Breaking the “as” addiction

Addicted to “as”? You are not alone. This addiction is very prevalent among authors these days. (Heck, I’ve been known to show some of that addiction myself. Grin) Sometimes, they are used in similes, but the most common usage is as a conjunction—linking actions. As implies actions are happening at the same time. For many actions, this is impossible. Recently, I’ve had authors complain that they felt they were exchanging one addiction for another (“and” vs. “as”), so I thought I would share other ways to mix things up and not rely strictly on “and” all of the time. While “and” is much more invisible than “as”, it pays to have a full toolbox. By the way, switching out with “while”, “when”, “once”, and “after” is not the answer. Why? Because this turns you into a while-aholic, once-aholic, after-aholic, or when-aholic, which is just as bad as being an as-aholic.

To rely heavily on any one grammatical device weakens the prose, keeps you contained inside a box that doesn’t really reflect your abilities, and often suppresses any growth you may strive for in your writing. One would hope that the more you write, your prose becomes tighter, your toolbox larger, and your storytelling more compelling. You can’t grow, however, if you aren’t willing to give it up. Besides, with the breadth of the English language, why limit yourself to just one device when there are so many to choose from?

You will find “as” used in similes. This is okay, unless the similes are frequent and close together. Any time you overuse a device, your story suffers. (Watch for overuse of “like”, too, as in “like the redolent smell of rose”, etc.) You have to find other ways to describe things. Comparison is great, but there are many ways to make comparisons without actually using a simile.

When working to change the instances of “as”, there are a number of ways to go about this beyond “while”, “when”, “once”, and “after.” I have listed just a few below to inspire your own muse into creating new, grammatically correct, ways to “show” your story.

Breaking sentences in two:

From: As it opened, frigid air cooled John’s heated flesh.

To: The door swung open. Frigid air cooled John’s heated flesh.

So, you can break the sentences in two. It works for this sentence because the only way John could be struck by the air is if the door opens, and you know when you open a door, the air of either outside or the interior will strike you. This option will work for some, but not others.

Changing “as” to “and”:

From: As it open, frigid air cooled John’s heated flesh.

To: The door swung open, and frigid air cooled John’s…

This works as well.
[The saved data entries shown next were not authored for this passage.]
//! Hygiene: enforces coding standards at test time
//!
//! Scans the production sources of the interact crate and of the wasm bridge
//! above it (everything under both `src/` trees except `*_test.rs`) for
//! patterns the hooks must never ship: panics in an event handler take down
//! the whole page's wasm instance, and discarded errors hide storage and cue
//! failures that should at least be logged.
//! Each pattern has a budget; budgets only ever go down.

use std::fs;
use std::path::Path;

/// (pattern, budget, hint)
const BUDGETS: &[(&str, usize, &str)] = &[
    // Panics.
    (".unwrap()", 0, "propagate or default instead"),
    (".expect(", 0, "propagate or default instead"),
    ("panic!(", 0, "return an empty action list instead"),
    ("unreachable!(", 0, "model the case in the type"),
    ("todo!(", 0, "finish the stub"),
    ("unimplemented!(", 0, "finish the stub"),
    // Silent loss.
    ("let _ =", 0, "log the error with log::warn!"),
    (".ok()", 0, "match on the error and log it"),
    // Structure and output.
    ("#[allow(dead_code)]", 0, "delete the dead code"),
    ("println!(", 0, "use log::debug!/log::warn!"),
    ("dbg!(", 0, "use log::debug!"),
];

struct SourceFile {
    path: String,
    content: String,
}

/// Production roots, relative to this crate: the core and the wasm bridge.
const ROOTS: &[&str] = &["src", "../src"];

fn source_files() -> Vec<SourceFile> {
    let mut files = Vec::new();
    for root in ROOTS {
        collect_rs_files(Path::new(root), &mut files);
    }
    files
}

fn collect_rs_files(dir: &Path, out: &mut Vec<SourceFile>) {
    let Ok(entries) = fs::read_dir(dir) else {
        return;
    };
    for entry in entries.flatten() {
        let path = entry.path();
        if path.is_dir() {
            collect_rs_files(&path, out);
            continue;
        }
        let path_str = path.to_string_lossy().to_string();
        if !path_str.ends_with(".rs") || path_str.ends_with("_test.rs") {
            continue;
        }
        if let Ok(content) = fs::read_to_string(&path) {
            out.push(SourceFile { path: path_str, content });
        }
    }
}

fn hits_for(files: &[SourceFile], pattern: &str) -> Vec<(String, usize)> {
    files
        .iter()
        .map(|file| (file.path.clone(), file.content.lines().filter(|line| line.contains(pattern)).count()))
        .filter(|(_, count)| *count > 0)
        .collect()
}

#[test]
fn sources_are_found() {
    assert!(!source_files().is_empty(), "no sources under src/; run from the crate root");
}

#[test]
fn bridge_sources_are_scanned() {
    let files = source_files();
    assert!(
        files.iter().any(|f| f.path.replace('\\', "/").ends_with("hooks/grid_canvas.rs")),
        "bridge sources under ../src were not scanned"
    );
}

#[test]
fn pattern_budgets_hold() {
    let files = source_files();
    let mut failures = Vec::new();
    for (pattern, budget, hint) in BUDGETS {
        let hits = hits_for(&files, pattern);
        let count: usize = hits.iter().map(|(_, c)| c).sum();
        if count > *budget {
            let listing = hits.iter().map(|(path, c)| format!("    {path}: {c}")).collect::<Vec<_>>().join("\n");
            failures.push(format!("`{pattern}`: found {count}, max {budget} ({hint})\n{listing}"));
        }
    }
    assert!(failures.is_empty(), "hygiene budgets exceeded:\n{}", failures.join("\n"));
}
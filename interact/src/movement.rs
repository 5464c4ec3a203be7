//! Held movement keys and the fixed-cadence move loop.
//!
//! The host runs one repeating timer per surface while [`MoveLoop::is_running`]
//! is true and calls [`MoveLoop::tick`] every [`MOVE_TICK_MS`](crate::consts::MOVE_TICK_MS).
//! The loop starts on the first held key and stops the moment the last one
//! is released.

#[cfg(test)]
#[path = "movement_test.rs"]
mod movement_test;

use std::collections::BTreeSet;

use crate::camera::Point;
use crate::consts::DIAGONAL_SCALE;
use crate::event::Command;
use crate::keys::MoveKey;

/// Direction for one tick.
#[derive(Debug, Clone, Copy, PartialEq)]
pub struct Heading {
    pub vector: Point,
    /// Both axes were active and the vector was scaled.
    pub normalized: bool,
}

/// Derive the heading for a set of held keys.
///
/// Each axis is resolved independently; opposite keys cancel. Returns `None`
/// when the result is zero on both axes.
#[must_use]
pub fn heading<'a, I>(keys: I) -> Option<Heading>
where
    I: IntoIterator<Item = &'a MoveKey>,
{
    let (mut up, mut down, mut left, mut right) = (false, false, false, false);
    for key in keys {
        match key.axis() {
            (0, -1) => up = true,
            (0, 1) => down = true,
            (-1, 0) => left = true,
            (1, 0) => right = true,
            _ => {}
        }
    }
    let x = f64::from(i8::from(right) - i8::from(left));
    let y = f64::from(i8::from(down) - i8::from(up));
    let vector = Point::new(x, y);
    if vector.is_zero() {
        return None;
    }
    let normalized = x.abs() > 0.0 && y.abs() > 0.0;
    let vector = if normalized { vector.scale(DIAGONAL_SCALE) } else { vector };
    Some(Heading { vector, normalized })
}

/// Pressed-key set plus loop state for one surface.
#[derive(Debug, Clone, Default)]
pub struct MoveLoop {
    pressed: BTreeSet<MoveKey>,
    running: bool,
}

impl MoveLoop {
    #[must_use]
    pub fn new() -> Self {
        Self::default()
    }

    #[must_use]
    pub fn is_running(&self) -> bool {
        self.running
    }

    #[must_use]
    pub fn pressed(&self) -> &BTreeSet<MoveKey> {
        &self.pressed
    }

    /// Register a held key. Returns `true` when the loop must start.
    pub fn press(&mut self, key: MoveKey) -> bool {
        self.pressed.insert(key);
        if self.running {
            return false;
        }
        self.running = true;
        true
    }

    /// Release a key. Returns `true` when the loop must stop.
    pub fn release(&mut self, key: MoveKey) -> bool {
        self.pressed.remove(&key);
        if self.running && self.pressed.is_empty() {
            self.running = false;
            return true;
        }
        false
    }

    /// Forget every held key (window blur, detach). Returns `true` when the
    /// loop was running and must stop.
    pub fn clear(&mut self) -> bool {
        self.pressed.clear();
        std::mem::take(&mut self.running)
    }

    /// One loop step: a `move` command when the held keys produce motion.
    #[must_use]
    pub fn tick(&self) -> Option<Command> {
        if !self.running {
            return None;
        }
        heading(&self.pressed).map(|h| Command::Move { dx: h.vector.x, dy: h.vector.y, normalized: h.normalized })
    }
}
You won’t want to do this for every sentence.

Rewriting to a modifying phrase:

From: Stephanie’s mouth fell open as she stared at the size of his hands.

To: Stephanie’s mouth fell open, a common reaction to the size of…

You could also use “and” in the place of “as” in this instance. It’s a matter of deciding/making a choice of which you think fits best.

Another modifying phrase example:

From: As a level two initiate, Lorelei wouldn’t even know about the magical spheres…

To: A level two initiate, Lorelei wouldn’t…

Or using a participial phrase (also a modifier):

Being a level two initiate, Lorelei wouldn’t…

(Note: Like any other device, participial phrases can run amok, but it’s okay if you use them judiciously.)

Another modifying phrase example:

From: Her emotions were always unpredictable, pushed as she was into the darkest edge of her soul…

To: Her emotions were always unpredictable, the darkest edge of her soul ever present in her life…

Sometimes, it takes rearranging the syntax, like so:

From: She killed in a hot passion of anger as her dark side took over.

To: Her dark side took over, and she killed in a hot…

And finally the prepositional phrase:

This is another example of turning the “as” phrase into a prepositional phrase—“with”, “to”, and so on. Sometimes, it’s as simple as replacing the “as” with “in”, “to”, etc.

From: His voice came out as a whisper.

To: His voice came out in a whisper.

or a complete rewrite

To: He whispered.

Here you have a change to a prepositional phrase or you can completely rewrite the sentence. Simpler can be better.

Another prepositional phrase example that requires a complete revision:

From: She bounced jauntily as she walked away.

To: She walked away with a bounce in her step.

The above examples are just a few possibilities. There are many, many more. You’ll find that once you start stretching yourself, the addiction lessens and disappears until your writing has grown far beyond the box that originally seemed so comfortable.